Arbitrators Can Make Mistakes And Here The Record Didn’t Even Show A Mistake Had Been Made.
A major attorney’s fees dispute between a law firm and its client hinged on when mediation ended, for the parties agreed that the law firm would receive a five percent contingency fee for a successful mediation, and a 20 percent fee if the mediation was unsuccessful. The increase would occur 10 days after “the mediation”, though “mediation” was not defined. You can probably guess what happened: the mediation was unsuccessful, the law firm ramped up for trial, and the lawsuit settled just before trial, with the involvement of the mediator in settlement negotiations.
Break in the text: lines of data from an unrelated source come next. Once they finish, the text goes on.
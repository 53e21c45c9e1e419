use ventlink_frame::FRAME_PAYLOAD_MAX_SIZE;
use ventlink_protocol::MESSAGE_PAYLOAD_MAX_SIZE;

use crate::cmd::VersionArgs;
use crate::exit::{CliResult, SUCCESS};

pub fn run(args: VersionArgs) -> CliResult<i32> {
    if !args.extended {
        println!("ventlink {}", env!("CARGO_PKG_VERSION"));
        return Ok(SUCCESS);
    }

    println!("name: ventlink");
    println!("version: {}", env!("CARGO_PKG_VERSION"));
    println!(
        "target: {}",
        option_env!("VENTLINK_BUILD_TARGET").unwrap_or("unknown")
    );
    println!("target_os: {}", std::env::consts::OS);
    println!("target_arch: {}", std::env::consts::ARCH);
    println!("frame_payload_max: {FRAME_PAYLOAD_MAX_SIZE}");
    println!("message_payload_max: {MESSAGE_PAYLOAD_MAX_SIZE}");
    println!(
        "features: backend={}, async={}, cli=true",
        cfg!(feature = "backend"),
        cfg!(feature = "async")
    );

    Ok(SUCCESS)
}
//! Serial link protocol stack for ventilator firmware and its host peer.
//!
//! Frames on the link are COBS-encoded and `0x00`-delimited. Each frame
//! carries a CRC-32C integrity element, which carries a sequenced datagram,
//! which carries a typed message holding one state value. The firmware
//! rebroadcasts its live state on a fixed cyclic schedule, so a lost frame
//! is corrected by the next cycle rather than by retransmission.
//!
//! # Crate Structure
//!
//! - [`transport`]: byte transport trait, queue and stream transports
//! - [`frame`]: COBS codec and delimited frame splitting
//! - [`protocol`]: integrity, datagram and message layers, broadcast scheduler
//! - [`backend`]: state kinds and the link orchestrator (behind `backend` feature)

/// Re-export transport types.
pub mod transport {
    pub use ventlink_transport::*;
}

/// Re-export frame types.
pub mod frame {
    pub use ventlink_frame::*;
}

/// Re-export protocol layer types.
pub mod protocol {
    pub use ventlink_protocol::*;
}

/// Re-export backend types (requires `backend` feature).
#[cfg(feature = "backend")]
pub mod backend {
    pub use ventlink_backend::*;
}
//! Broadcast schedule and backend configuration.

use serde::{Deserialize, Serialize};
use ventlink_protocol::ScheduleEntry;

use crate::states::MessageType;

/// Most entries a backend schedule may hold.
pub const SCHEDULE_MAX_ENTRIES: usize = 32;

/// Firmware broadcast schedule. Sensor measurements occupy every third slot.
pub const DEFAULT_SCHEDULE: [ScheduleEntry<MessageType>; 9] = [
    ScheduleEntry::new(10, MessageType::SensorMeasurements),
    ScheduleEntry::new(10, MessageType::Parameters),
    ScheduleEntry::new(10, MessageType::AlarmLimits),
    ScheduleEntry::new(10, MessageType::SensorMeasurements),
    ScheduleEntry::new(10, MessageType::CycleMeasurements),
    ScheduleEntry::new(10, MessageType::AlarmLimitsRequest),
    ScheduleEntry::new(10, MessageType::SensorMeasurements),
    ScheduleEntry::new(10, MessageType::ParametersRequest),
    ScheduleEntry::new(10, MessageType::CycleMeasurements),
];

/// Settings for a [`crate::Backend`].
#[derive(Debug, Clone, PartialEq, Eq, Serialize, Deserialize)]
#[serde(default)]
pub struct BackendConfig {
    /// Broadcast schedule, walked in order.
    pub schedule: Vec<ScheduleEntry<MessageType>>,
}

impl BackendConfig {
    pub fn with_schedule(schedule: impl Into<Vec<ScheduleEntry<MessageType>>>) -> Self {
        Self {
            schedule: schedule.into(),
        }
    }
}

impl Default for BackendConfig {
    fn default() -> Self {
        Self::with_schedule(DEFAULT_SCHEDULE)
    }
}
So when did the mediation end? The arbitrator concluded that “the mediation” meant the session that ended unsuccessfully, ten days elapsed, and thus the 20 percent contingency fee applied. This resulted in an award of roughly $2,440,000.
The inevitable appeal of the judgment confirming the award alleged that the arbitrator exceeded powers and acted unfairly by refusing to issue a subpoena for time records, and by limiting the arbitration to one day.
The Court of Appeal affirmed the judgment. Thorsnes Vatolotta McGuire, LLP v. Pointe San Diego Residential Community, LP, D064907 (4/1 Jan. 13, 2015) (Benke, Huffman, McDonald) (unpublished). The arbitrator had concluded that the time records were irrelevant, because the award was based on a contingency. And appellant had seemingly agreed to the one-day arbitration, or at least had failed to object.